The “Cold” Standard in Power Meters

Posted by Andrew Buckrell on February 18, 2021

Every cyclist dreams of a beautiful summer’s day, with a nice cool breeze, and puffy clouds, and nothing but an open road (or ideally, a road closed to cars but open to cyclists!). Unfortunately, this rarely seems to happen. It always seems to end up that you leave your home with great weather, then halfway through your ride, a thunderstorm rolls in, complete with hurricane winds and torrential downpours, combined with a 20°C drop in temperatures, and sometimes even a tornado off in the distance (true story!).

Being a cyclist focused on data and training, this begs the question – if I’m feeling this temperature change, what does something as sensitive as my power meter experience?? Has it just become a random number generator at this stage, or can I actually trust that 20 minute power PB that I set while trying to escape the incipient apocalyptic storm? Or maybe you planned a massive century ride from the bottom of a mountain all the way to the snow capped peak, and you’re wondering if your power data is accurate at both low altitude, where the conditions are beautiful, and high altitude, where you’re being pelted with snow and ice pellets (like Andre Greipel experienced last season).

Would this actually have an impact to the power meter? All the power meter is measuring is the bending forces, right? Actually, yes and no. The 3D strain gauges used on your 4iiii power meter are unbelievably sensitive, measuring a combination of bending, axial and shear forces to determine your exact power. But, when your crank changes temperature, it’s actually changing length!

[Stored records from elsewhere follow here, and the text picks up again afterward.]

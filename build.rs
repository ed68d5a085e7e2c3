fn main() {
    // ESP-IDF link arguments are only needed for the on-target firmware;
    // host builds (tests, simulation) skip embuild entirely.
    #[cfg(feature = "espidf")]
    embuild::espidf::sysenv::output();
}
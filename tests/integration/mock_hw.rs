//! Mock hardware adapter for integration tests.
//!
//! Plays back a scripted sequence of samples and records every output
//! write, in order, so tests can assert on switching order and on the
//! full command history without touching real GPIO.

use std::collections::VecDeque;

use thermoreg::app::events::AppEvent;
use thermoreg::app::ports::{ActuatorPort, EventSink, SamplerPort};
use thermoreg::control::{ActuatorState, Sample};
use thermoreg::error::ActuatorError;

// ── Output write record ───────────────────────────────────────

#[derive(Debug, Clone, Copy, PartialEq, Eq)]
pub enum Write {
    Peltier(bool),
    Cooler(bool),
}

// ── MockHardware ──────────────────────────────────────────────

pub struct MockHardware {
    script: VecDeque<Sample>,
    /// Returned once the script runs dry.
    pub idle: Sample,
    pub writes: Vec<Write>,
    /// Output named here fails every write.
    pub broken: Option<&'static str>,
    pub samples_taken: usize,
}

#[allow(dead_code)]
impl MockHardware {
    pub fn new() -> Self {
        Self {
            script: VecDeque::new(),
            idle: Sample::from_raw(10.0, 6.5),
            writes: Vec::new(),
            broken: None,
            samples_taken: 0,
        }
    }

    pub fn scripted<I: IntoIterator<Item = Sample>>(samples: I) -> Self {
        let mut hw = Self::new();
        hw.script.extend(samples);
        hw
    }

    pub fn push(&mut self, sample: Sample) {
        self.script.push_back(sample);
    }

    /// Level of each output after replaying the write log.
    pub fn outputs(&self) -> ActuatorState {
        self.writes.iter().fold(ActuatorState::OFF, |mut s, w| {
            match *w {
                Write::Peltier(on) => s.peltier_on = on,
                Write::Cooler(on) => s.cooler_on = on,
            }
            s
        })
    }

    fn write(&mut self, w: Write) -> Result<(), ActuatorError> {
        let output = match w {
            Write::Peltier(_) => "peltier",
            Write::Cooler(_) => "cooler",
        };
        if self.broken == Some(output) {
            return Err(ActuatorError::GpioWriteFailed { output });
        }
        self.writes.push(w);
        Ok(())
    }
}

impl Default for MockHardware {
    fn default() -> Self {
        Self::new()
    }
}

impl SamplerPort for MockHardware {
    fn sample(&mut self) -> Sample {
        self.samples_taken += 1;
        self.script.pop_front().unwrap_or(self.idle)
    }
}

impl ActuatorPort for MockHardware {
    fn apply(&mut self, state: ActuatorState) -> Result<(), ActuatorError> {
        if state.peltier_on {
            self.write(Write::Cooler(state.cooler_on))?;
            self.write(Write::Peltier(true))
        } else {
            self.write(Write::Peltier(false))?;
            self.write(Write::Cooler(state.cooler_on))
        }
    }
}

// ── RecordingSink ─────────────────────────────────────────────

pub struct RecordingSink {
    pub events: Vec<AppEvent>,
}

#[allow(dead_code)]
impl RecordingSink {
    pub fn new() -> Self {
        Self { events: Vec::new() }
    }

    pub fn count(&self, pred: impl Fn(&AppEvent) -> bool) -> usize {
        self.events.iter().filter(|e| pred(e)).count()
    }
}

impl Default for RecordingSink {
    fn default() -> Self {
        Self::new()
    }
}

impl EventSink for RecordingSink {
    fn emit(&mut self, event: &AppEvent) {
        self.events.push(*event);
    }
}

This has the potential to absolutely ruin a power reading… unless you’re compensating for this temperature swing!

Let’s take a step back and look at material science from an engineering perspective. There’s something called a thermal expansion coefficient. What this means is that, for aluminum, for every 1°C change in temperature, there is actually a 0.0023% increase in length. This may not seem like much, but when you’re measuring extremely small amounts of force in a crank during pedalling, it can ruin any semblance of accuracy. Worse, the bigger the temperature change, the bigger the change in length. This is why, at least in Canada, you see sawtooth expansion joints on bridges, which allow for expansion and contraction with the massive temperature swings we see (up to 80°C change in temperature from +40°C to -40°C). So, we know that this happens, but how do we deal with it?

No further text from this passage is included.